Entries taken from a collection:

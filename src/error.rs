use thiserror::Error;

use crate::cache::CacheEpoch;
use crate::graph::NodeId;
use crate::identifier::ValueSpecificationId;
use crate::value::{ValueRequirement, ValueSpecification};

/// Contract violations while building or mutating a dependency graph. These
/// abort the construction operation that triggered them.
#[derive(Debug, Error, Clone, PartialEq, Eq)]
pub enum GraphError {
    #[error("Node {0:?} does not exist")]
    NodeNotFound(NodeId),

    #[error("Function already set on node {0:?}")]
    FunctionAlreadySet(NodeId),

    #[error("Node {0:?} has no function bound")]
    FunctionNotSet(NodeId),

    #[error("Output {value} of node {node:?} is still consumed by node {dependent:?}")]
    OutputStillReferenced {
        node: NodeId,
        value: ValueSpecification,
        dependent: NodeId,
    },

    #[error("Node {node:?} does not produce {value}")]
    OutputNotFound { node: NodeId, value: ValueSpecification },

    #[error("Node {node:?} does not consume {value}")]
    InputNotFound { node: NodeId, value: ValueSpecification },

    #[error("Market data node {0:?} cannot have input nodes")]
    LeafHasInputs(NodeId),

    #[error("Market data node {0:?} produces a single output")]
    LeafHasOutputs(NodeId),

    #[error("Node {0:?} cannot be its own input")]
    SelfLoop(NodeId),

    #[error("Cycle detected in dependency graph at node {0:?}")]
    Cycle(NodeId),
}

/// Why a requirement could not be turned into a node. Reported back to the
/// caller of graph construction; other requirements keep resolving.
#[derive(Debug, Error, Clone, PartialEq, Eq)]
pub enum ResolutionFailure {
    #[error("No function can produce {0}")]
    NoFunctions(ValueRequirement),

    #[error("Cyclic requirement chain through {0}")]
    Cycle(ValueRequirement),

    #[error("Requirement chain for {0} is too deep")]
    TooDeep(ValueRequirement),

    #[error("Function '{function}' rejected {requirement}")]
    RejectedByFunction {
        requirement: ValueRequirement,
        function: String,
    },

    #[error("Function '{function}' could not satisfy the inputs of {requirement}")]
    UnsatisfiedInputs {
        requirement: ValueRequirement,
        function: String,
        causes: Vec<ResolutionFailure>,
    },
}

impl ResolutionFailure {
    pub fn requirement(&self) -> &ValueRequirement {
        match self {
            ResolutionFailure::NoFunctions(requirement)
            | ResolutionFailure::Cycle(requirement)
            | ResolutionFailure::TooDeep(requirement)
            | ResolutionFailure::RejectedByFunction { requirement, .. }
            | ResolutionFailure::UnsatisfiedInputs { requirement, .. } => requirement,
        }
    }
}

#[derive(Debug, Error, Clone, PartialEq, Eq)]
pub enum IdentifierError {
    #[error("Identifier {0:?} was never issued")]
    NotFound(ValueSpecificationId),
}

#[derive(Debug, Error)]
pub enum CacheError {
    #[error("Conflicting write for {0:?} in the same epoch")]
    Conflict(ValueSpecificationId),

    #[error("Write targets epoch {written:?}, but the cache is at {current:?}")]
    StaleEpoch {
        written: CacheEpoch,
        current: CacheEpoch,
    },

    #[error("Couldn't fingerprint value.\n{0}")]
    Fingerprint(#[from] serde_json::Error),
}

/// A required collaborator was not supplied to the processing context.
#[derive(Debug, Error)]
pub enum ContextError {
    #[error("Missing required collaborator: {0}")]
    Missing(&'static str),

    #[error("Couldn't build the execution thread pool.\n{0}")]
    ThreadPool(#[from] rayon::ThreadPoolBuildError),

    #[error("Invalid function priority pattern.\n{0}")]
    Priority(#[from] glob::PatternError),
}

/// Errors of the job wire format.
#[derive(Debug, Error)]
pub enum WireError {
    #[error("Couldn't encode message.\n{0}")]
    Encode(#[from] ciborium::ser::Error<std::io::Error>),

    #[error("Couldn't decode message.\n{0}")]
    Decode(#[from] ciborium::de::Error<std::io::Error>),
}

#[derive(Debug, Error)]
pub enum DispatchError {
    #[error(transparent)]
    Graph(#[from] GraphError),

    #[error(transparent)]
    Cache(#[from] CacheError),

    #[error("No calculation nodes configured")]
    NoCalculationNodes,

    #[error("Job result channel closed unexpectedly")]
    ChannelClosed,

    #[error("No job can make progress, {0} jobs never became ready")]
    Stalled(usize),
}

/// Errors aborting a whole graph build.
#[derive(Debug, Error)]
pub enum CompilationError {
    #[error("Graph construction failed.\n{0}")]
    Graph(#[from] GraphError),
}

/// Errors aborting a whole processing cycle. Per-value execution failures are
/// never reported here, they are part of the cycle result.
#[derive(Debug, Error)]
pub enum CycleError {
    #[error(transparent)]
    Compilation(#[from] CompilationError),

    #[error("Error while dispatching jobs.\n{0}")]
    Dispatch(#[from] DispatchError),

    #[error(transparent)]
    Cache(#[from] CacheError),

    #[error(transparent)]
    Identifier(#[from] IdentifierError),
}
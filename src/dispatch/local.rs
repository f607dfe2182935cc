use std::collections::{BTreeSet, HashMap};
use std::sync::Arc;
use std::time::Instant;

use crate::cache::CacheEntry;
use crate::core::ComputedValue;
use crate::dispatch::{CalculationNode, CalculationNodeQuery};
use crate::error::CacheError;
use crate::function::{FunctionInputs, FunctionRepository};
use crate::identifier::{IdentifierMap, ValueSpecificationId};
use crate::job::{
    CalculationJob, CalculationJobItem, CalculationJobResult, FailureReason, JobItemResult,
};
use crate::target::ComputationTargetResolver;

/// Runs jobs in-process, on whatever thread calls [`execute`](CalculationNode::execute).
pub struct LocalCalculationNode {
    name: String,
    functions: Arc<FunctionRepository>,
    targets: Arc<dyn ComputationTargetResolver>,
    identifiers: Arc<dyn IdentifierMap>,
    query: Arc<dyn CalculationNodeQuery>,
}

impl LocalCalculationNode {
    pub fn new(
        name: impl Into<String>,
        functions: Arc<FunctionRepository>,
        targets: Arc<dyn ComputationTargetResolver>,
        identifiers: Arc<dyn IdentifierMap>,
        query: Arc<dyn CalculationNodeQuery>,
    ) -> Self {
        Self {
            name: name.into(),
            functions,
            targets,
            identifiers,
            query,
        }
    }

    fn execute_item(
        &self,
        item: &CalculationJobItem,
        available: &HashMap<ValueSpecificationId, ComputedValue>,
    ) -> JobItemResult {
        let Some(function) = self.functions.get(&item.function_id) else {
            return JobItemResult::Failure(FailureReason::UnknownFunction(item.function_id.clone()));
        };
        let Some(target) = self.targets.resolve(&item.target) else {
            return JobItemResult::Failure(FailureReason::TargetNotResolved(item.target.clone()));
        };

        let missing: Vec<ValueSpecificationId> = item
            .inputs
            .iter()
            .filter(|id| !available.contains_key(id))
            .copied()
            .collect();
        if !missing.is_empty() {
            return JobItemResult::Failure(FailureReason::MissingInputs(missing));
        }

        let specifications = match self
            .identifiers
            .value_specifications(&[item.inputs.as_slice(), item.outputs.as_slice()].concat())
        {
            Ok(specifications) => specifications,
            Err(error) => return JobItemResult::Failure(FailureReason::FunctionFailed(error.to_string())),
        };

        let inputs = FunctionInputs::new(
            item.inputs
                .iter()
                .filter_map(|id| Some((specifications.get(id)?.clone(), available.get(id)?.clone())))
                .collect(),
        );
        let desired: BTreeSet<_> = item
            .outputs
            .iter()
            .filter_map(|id| specifications.get(id).cloned())
            .collect();

        let result = std::panic::catch_unwind(std::panic::AssertUnwindSafe(|| {
            function.execute(&target, &inputs, &desired, &item.parameters)
        }));

        let outputs = match result {
            Ok(Ok(outputs)) => outputs,
            Ok(Err(error)) => {
                return JobItemResult::Failure(FailureReason::FunctionFailed(format!("{error:#}")));
            }
            Err(panic) => {
                let message = if let Some(s) = panic.downcast_ref::<&str>() {
                    format!("Function panicked: {s}")
                } else if let Some(s) = panic.downcast_ref::<String>() {
                    format!("Function panicked: {s}")
                } else {
                    String::from("Function panicked with unknown payload")
                };
                return JobItemResult::Failure(FailureReason::FunctionFailed(message));
            }
        };

        let mut values = Vec::with_capacity(item.outputs.len());
        for id in &item.outputs {
            let value = specifications.get(id).and_then(|spec| outputs.get(spec));
            match value {
                Some(value) => values.push((*id, value.clone())),
                None => {
                    return JobItemResult::Failure(FailureReason::FunctionFailed(format!(
                        "'{}' did not produce {}",
                        item.function_id,
                        specifications
                            .get(id)
                            .map(ToString::to_string)
                            .unwrap_or_else(|| id.to_string())
                    )));
                }
            }
        }

        JobItemResult::Success(values)
    }
}

impl CalculationNode for LocalCalculationNode {
    fn name(&self) -> &str {
        &self.name
    }

    fn execute(&self, job: &CalculationJob) -> CalculationJobResult {
        let start = Instant::now();

        let produced: BTreeSet<ValueSpecificationId> = job
            .items
            .iter()
            .flat_map(|item| item.outputs.iter().copied())
            .collect();
        let external: Vec<ValueSpecificationId> = job
            .items
            .iter()
            .flat_map(|item| item.inputs.iter().copied())
            .filter(|id| !produced.contains(id))
            .collect::<BTreeSet<_>>()
            .into_iter()
            .collect();

        let mut available: HashMap<ValueSpecificationId, ComputedValue> =
            match self.query.query(job.epoch, &external) {
                Ok(entries) => entries
                    .into_iter()
                    .filter_map(|(id, entry)| match entry {
                        CacheEntry::Computed { value, .. } => Some((id, value)),
                        CacheEntry::Failed(_) => None,
                    })
                    .collect(),
                Err(CacheError::StaleEpoch { .. }) => {
                    return CalculationJobResult::failed(job, &self.name, FailureReason::Cancelled);
                }
                Err(error) => {
                    return CalculationJobResult::failed(
                        job,
                        &self.name,
                        FailureReason::NodeUnreachable(error.to_string()),
                    );
                }
            };

        let mut items = Vec::with_capacity(job.items.len());
        for item in &job.items {
            let result = self.execute_item(item, &available);
            if let JobItemResult::Success(values) = &result {
                available.extend(values.iter().cloned());
            } else {
                tracing::debug!("{} failed in {} on {}", item.function_id, job.id, self.name);
            }
            items.push(result);
        }

        CalculationJobResult {
            id: job.id,
            node: self.name.clone(),
            duration: start.elapsed(),
            items,
        }
    }
}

What this task involves
Lines with "does" in them are what the answer must contain; copy each from the records above.

Solution
    #[error("Node {0:?} does not exist")]
    #[error("Node {node:?} does not produce {value}")]
    #[error("Node {node:?} does not consume {value}")]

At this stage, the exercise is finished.